Democratic aides surveyed by CQ Roll Call earlier this month said, by a margin of 51% to 36 percent, that they preferred to find areas of compromise with Republicans than stonewall them in the hopes of electoral advantage. But here, a failure on virus relief could spell the GOP’s electoral coup de grace. Killing the GOP offering would inflict hurt on all Americans, but for Democrats, an overwhelming victory in November is surely tempting.
The Republicans’ proposal, which McConnell plans to release soon, is not as generous as the House’s. It likely will extend weekly unemployment benefits but probably reduce the payments from $600. Treasury Secretary Steven Mnuchin said it will send another round of $1,200 checks to Americans but will allot only $500 per dependent. (The Democrats would pay taxpayers another $1,200 for each of their dependents.)
The GOP’s expected aid to states would be limited to new flexibility on the use of funds appropriated in the CARES Act, and an additional $70 billion to help K-12 schools.
And Republicans plan to break their proposal into several bills in the hopes of overcoming Democratic opposition to elements of it. Speaker Nancy Pelosi rejected that strategy. “We cannot piecemeal this,” she said.

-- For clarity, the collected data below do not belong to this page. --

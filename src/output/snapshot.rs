//! Dated CSV snapshots
//!
//! One file per calendar day (`YYYY-MM-DD.csv`); a second run on the same
//! day overwrites the first.

use crate::product::Product;
use crate::ScrapeError;
use chrono::{DateTime, Local, NaiveDate, SecondsFormat, Utc};
use std::fs;
use std::path::{Path, PathBuf};

/// Header row of every snapshot
pub const SNAPSHOT_HEADER: [&str; 5] = ["Title", "Price", "ImageURL", "URL", "Time"];

/// File name for a snapshot taken on `date`
pub fn snapshot_file_name(date: NaiveDate) -> String {
    format!("{}.csv", date.format("%Y-%m-%d"))
}

/// Canonical text form of a capture time, e.g. `2024-03-01T12:00:00.000Z`
pub fn format_timestamp(time: &DateTime<Utc>) -> String {
    time.to_rfc3339_opts(SecondsFormat::Millis, true)
}

/// Writes `products` to today's snapshot in `data_dir`
///
/// The directory is created if needed. The file name uses the local date at
/// write time, not the products' capture times.
///
/// # Returns
///
/// * `Ok(PathBuf)` - Path of the written file
/// * `Err(ScrapeError)` - Directory or file could not be written
pub fn write_snapshot(products: &[Product], data_dir: &Path) -> Result<PathBuf, ScrapeError> {
    write_snapshot_for_date(products, data_dir, Local::now().date_naive())
}

/// Same as [`write_snapshot`] with an explicit date
pub fn write_snapshot_for_date(
    products: &[Product],
    data_dir: &Path,
    date: NaiveDate,
) -> Result<PathBuf, ScrapeError> {
    if !data_dir.exists() {
        tracing::debug!("Creating data directory {}", data_dir.display());
        fs::create_dir_all(data_dir)?;
    }

    let path = data_dir.join(snapshot_file_name(date));
    let mut writer = csv::Writer::from_path(&path)?;

    // Written by hand so an empty run still gets a header
    writer.write_record(SNAPSHOT_HEADER)?;
    for product in products {
        writer.write_record([
            product.title.as_str(),
            product.price.as_str(),
            product.image_url.as_str(),
            product.url.as_str(),
            format_timestamp(&product.fetched_at).as_str(),
        ])?;
    }
    writer.flush()?;

    Ok(path)
}
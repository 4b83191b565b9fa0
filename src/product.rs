//! Catalog data model

use chrono::{DateTime, Utc};
use std::fmt;

/// A product page reference as it appears on the listing page
///
/// Kept verbatim (usually a relative path like `shirt.php?id=101`); it is
/// joined onto the base URL by plain concatenation.
#[derive(Debug, Clone, PartialEq, Eq, Hash)]
pub struct ListingReference(String);

impl ListingReference {
    pub fn new(reference: impl Into<String>) -> Self {
        Self(reference.into())
    }

    pub fn as_str(&self) -> &str {
        &self.0
    }

    /// Absolute address of the product page
    pub fn resolve(&self, base_url: &str) -> String {
        format!("{}{}", base_url, self.0)
    }
}

impl fmt::Display for ListingReference {
    fn fmt(&self, f: &mut fmt::Formatter<'_>) -> fmt::Result {
        f.write_str(&self.0)
    }
}

/// One scraped product
#[derive(Debug, Clone, PartialEq, Eq)]
pub struct Product {
    pub title: String,
    pub price: String,
    /// Base URL + extracted image path
    pub image_url: String,
    /// Base URL + listing reference
    pub url: String,
    /// When the product page was extracted (millisecond precision)
    pub fetched_at: DateTime<Utc>,
}

/// Products in listing-page order
pub type ProductCollection = Vec<Product>;
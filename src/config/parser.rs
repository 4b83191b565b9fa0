use crate::config::types::Config;
use crate::config::validation::validate;
use crate::ConfigError;
use std::path::Path;

/// Loads and parses a configuration file from the given path
///
/// # Arguments
///
/// * `path` - Path to the TOML configuration file
///
/// # Returns
///
/// * `Ok(Config)` - Successfully loaded and validated configuration
/// * `Err(ConfigError)` - Failed to load, parse, or validate the configuration
pub fn load_config(path: &Path) -> Result<Config, ConfigError> {
    let content = std::fs::read_to_string(path)?;
    parse_config(&content)
}

/// Parses and validates configuration from TOML text
pub fn parse_config(content: &str) -> Result<Config, ConfigError> {
    let config: Config = toml::from_str(content)?;

    validate(&config)?;

    Ok(config)
}
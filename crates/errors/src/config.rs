//! Configuration error types

use std::borrow::Cow;

use crate::UserFacingError;
use thiserror::Error;

#[derive(Debug, Clone, Error)]
#[non_exhaustive]
pub enum ConfigError {
    #[error("config file not found: {path}")]
    NotFound { path: String },

    #[error("invalid config: {message}")]
    Invalid { message: String },

    #[error("parse error: {message}")]
    ParseError { message: String },

    #[error("invalid value for {field}: {value}")]
    InvalidValue { field: String, value: String },
}

impl UserFacingError for ConfigError {
    fn user_message(&self) -> Cow<'_, str> {
        Cow::Owned(self.to_string())
    }

    fn user_hint(&self) -> Option<&'static str> {
        match self {
            Self::NotFound { .. } => Some("Create the file or drop --config to use the defaults."),
            Self::InvalidValue { .. } | Self::Invalid { .. } | Self::ParseError { .. } => {
                Some("Check config.toml and the APKM_* environment variables.")
            }
        }
    }

    fn user_code(&self) -> Option<&'static str> {
        let code = match self {
            Self::NotFound { .. } => "config.not_found",
            Self::Invalid { .. } => "config.invalid",
            Self::ParseError { .. } => "config.parse_error",
            Self::InvalidValue { .. } => "config.invalid_value",
        };
        Some(code)
    }
}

Apparently missing from the GOP proposal, but included in the Democrats’, Schumer noted, is money for nutrition and rental assistance, as well as hazard pay for essential workers.
At the same time, Republicans struggled to reach consensus among themselves, an indication that the party’s sometime aversion to deficit spending was working against a political need to revive the economy.
House GOP Leader Kevin McCarthy worried that “every great society has collapsed when they’ve overextended themselves,” and that “we are at that tipping point.”
Spending hawks like Sens. Rand Paul of Kentucky, Mike Lee of Utah and Ted Cruz of Texas wondered whether more deficit spending was needed.
For now, GOP leaders are giving no hint they’ll give ground to the Democrats. Wyoming Sen. John Barrasso, the conference chairman, called the House bill “Pelosi’s trip to fantasy island.”
He said it was full of spending that had nothing to do with virus relief and bailouts for mismanaged states: “There is no way in the world that we are ever going to win a bidding war with Chuck Schumer and Nancy Pelosi when it comes to paying and spending taxpayer dollars. They are in a league of their own.”
Still, it was notable when McConnell said the GOP would offer $105 billion in education funding, including aid to colleges and private, K-12 schools, which is more generous than the Heroes Act. McConnell stressed the point that, at least in that one area, Republicans were willing to spend more (although Democrats offered additional billions in unstructured aid to states and localities).
To avert economic and electoral disaster, Republicans may need to one-up the Democrats in more ways than that one, or at least meet them where they are.